You mean dismissed as in not believing the result or not being impressive? (unclear if that's what you mean later by resenting and if it is tied to this statement)


I mean dismissed as in not being impressive. "Yeah, yeah, I should have seen that. It is obvious. No big deal."

And if you use the software as a backup, people don't respond well to their dumb mistakes being pointed out. And the result is that people put effort in to not making dumb mistakes...and therefore either slow down or have less time for what humans can do better than computers.
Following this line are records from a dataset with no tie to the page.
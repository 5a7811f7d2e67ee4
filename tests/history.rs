use egui::{Color32, Vec2, pos2, vec2};
use oriented_paint::{Document, DrawError, Orientation};

fn surface() -> Vec2 {
    vec2(300.0, 200.0)
}

// One complete pointer-down / move / pointer-up cycle.
fn draw_line(document: &mut Document, color: Color32) {
    document
        .begin_stroke(Orientation::Portrait, surface(), color, 4.0)
        .expect("surface is non-degenerate");
    document
        .continue_stroke(pos2(10.0, 10.0), pos2(10.0, 10.0), pos2(50.0, 10.0))
        .expect("stroke is active");
    document.end_stroke();
}

#[test]
fn undo_moves_one_stroke_to_redo_and_redo_restores_it() {
    let mut document = Document::new();
    draw_line(&mut document, Color32::RED);
    assert_eq!(document.current_strokes().len(), 1);
    assert!(!document.can_redo());

    document.undo().expect("one stroke to undo");
    assert_eq!(document.current_strokes().len(), 0);
    assert!(document.is_empty());
    assert!(document.can_redo());

    document.redo().expect("one stroke to redo");
    assert_eq!(document.current_strokes().len(), 1);
    assert!(!document.can_redo());
}

#[test]
fn beginning_a_stroke_discards_redo_history() {
    let mut document = Document::new();
    draw_line(&mut document, Color32::RED);
    draw_line(&mut document, Color32::GREEN);

    document.undo().expect("stroke to undo");
    assert!(document.can_redo());

    draw_line(&mut document, Color32::BLUE);
    assert!(!document.can_redo());
    assert_eq!(document.redo(), Err(DrawError::EmptyRedoHistory));
}

#[test]
fn redo_restores_in_reverse_undo_order() {
    let mut document = Document::new();
    draw_line(&mut document, Color32::RED);
    draw_line(&mut document, Color32::GREEN);

    document.undo().expect("stroke to undo");
    document.undo().expect("stroke to undo");
    assert!(document.is_empty());

    // Last undone comes back first, so the log rebuilds in draw order.
    document.redo().expect("stroke to redo");
    assert_eq!(document.current_strokes()[0].color(), Color32::RED);

    document.redo().expect("stroke to redo");
    let colors: Vec<_> = document
        .current_strokes()
        .iter()
        .map(|stroke| stroke.color())
        .collect();
    assert_eq!(colors, vec![Color32::RED, Color32::GREEN]);
}

#[test]
fn clear_empties_the_log() {
    let mut document = Document::new();
    for _ in 0..3 {
        draw_line(&mut document, Color32::RED);
    }

    document.clear();
    assert!(document.is_empty());
    assert!(document.current_strokes().is_empty());
    assert_eq!(document.undo(), Err(DrawError::EmptyHistory));
}

#[test]
fn clear_leaves_undone_strokes_restorable() {
    let mut document = Document::new();
    draw_line(&mut document, Color32::RED);
    draw_line(&mut document, Color32::GREEN);
    document.undo().expect("stroke to undo");

    document.clear();
    assert!(document.can_redo());

    document.redo().expect("stroke to redo");
    assert_eq!(document.current_strokes().len(), 1);
    assert_eq!(document.current_strokes()[0].color(), Color32::GREEN);
}

#[test]
fn move_event_without_a_stroke_is_a_protocol_violation() {
    let mut document = Document::new();
    let result = document.continue_stroke(pos2(0.0, 0.0), pos2(0.0, 0.0), pos2(5.0, 5.0));
    assert_eq!(result, Err(DrawError::NoActiveStroke));
}

#[test]
fn finished_strokes_reject_further_moves() {
    let mut document = Document::new();
    draw_line(&mut document, Color32::RED);

    let result = document.continue_stroke(pos2(0.0, 0.0), pos2(0.0, 0.0), pos2(5.0, 5.0));
    assert_eq!(result, Err(DrawError::NoActiveStroke));
    // The finished stroke itself is untouched.
    assert_eq!(document.current_strokes().len(), 1);
}

#[test]
fn undoing_the_stroke_in_progress_ends_it() {
    let mut document = Document::new();
    document
        .begin_stroke(Orientation::Portrait, surface(), Color32::RED, 4.0)
        .expect("surface is non-degenerate");
    document
        .continue_stroke(pos2(10.0, 10.0), pos2(10.0, 10.0), pos2(50.0, 10.0))
        .expect("stroke is active");

    document.undo().expect("the in-progress stroke to undo");
    assert!(document.is_empty());

    let result = document.continue_stroke(pos2(0.0, 0.0), pos2(0.0, 0.0), pos2(5.0, 5.0));
    assert_eq!(result, Err(DrawError::NoActiveStroke));
}

#[test]
fn stroke_in_progress_is_rendered() {
    let mut document = Document::new();
    document
        .begin_stroke(Orientation::Portrait, surface(), Color32::RED, 4.0)
        .expect("surface is non-degenerate");
    document
        .continue_stroke(pos2(10.0, 10.0), pos2(10.0, 10.0), pos2(50.0, 10.0))
        .expect("stroke is active");

    assert_eq!(document.current_strokes().len(), 1);
    assert!(!document.current_strokes()[0].is_empty());
}

#[test]
fn empty_histories_report_recoverable_errors() {
    let mut document = Document::new();
    assert_eq!(document.undo(), Err(DrawError::EmptyHistory));
    assert_eq!(document.redo(), Err(DrawError::EmptyRedoHistory));
    // Both are no-ops; the log is still usable.
    draw_line(&mut document, Color32::RED);
    assert_eq!(document.current_strokes().len(), 1);
}

#[test]
fn degenerate_surface_creates_no_stroke() {
    let mut document = Document::new();
    let result = document.begin_stroke(Orientation::Portrait, vec2(0.0, 200.0), Color32::RED, 4.0);
    assert!(matches!(result, Err(DrawError::DegenerateSurface { .. })));
    assert!(document.is_empty());

    // The failed begin leaves the log idle.
    let result = document.continue_stroke(pos2(0.0, 0.0), pos2(0.0, 0.0), pos2(5.0, 5.0));
    assert_eq!(result, Err(DrawError::NoActiveStroke));
}

#[test]
fn strokes_record_the_configuration_they_began_in() {
    let mut document = Document::new();
    document
        .begin_stroke(Orientation::LandscapeLeft, vec2(200.0, 300.0), Color32::RED, 4.0)
        .expect("surface is non-degenerate");
    document.end_stroke();

    let stroke = &document.current_strokes()[0];
    assert_eq!(stroke.source_orientation(), Orientation::LandscapeLeft);
    assert_eq!(stroke.source_size(), vec2(200.0, 300.0));
    assert_eq!(stroke.width(), 4.0);
}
In theory it should work a lot better than it actually does.


What if you use the human as the backup? So they are looking for things the ML system missed. (As well as confirming the things it found.)


So a lot like the centaur era in chess competitions.


> humans wind up resenting the computer...

basis for this assertion?


I think this could be a new milestone, compared to what you saw, because it uses deep neural networks.

I also am not sure saying computers can't catch the hard ones is true in light of this. It seems like a deep neural network would be useful to catch the hard ones.

I agree with using the two together, but I don't see why the two can't be different AI subsystems. That seems to be what they're going for at IBM. Some of the power comes from a scientific model, while more power comes from well-trained deep learning networks.

Before Alpha Zero, advances in self-driving cars, and face detection advances, I'd have agreed with you.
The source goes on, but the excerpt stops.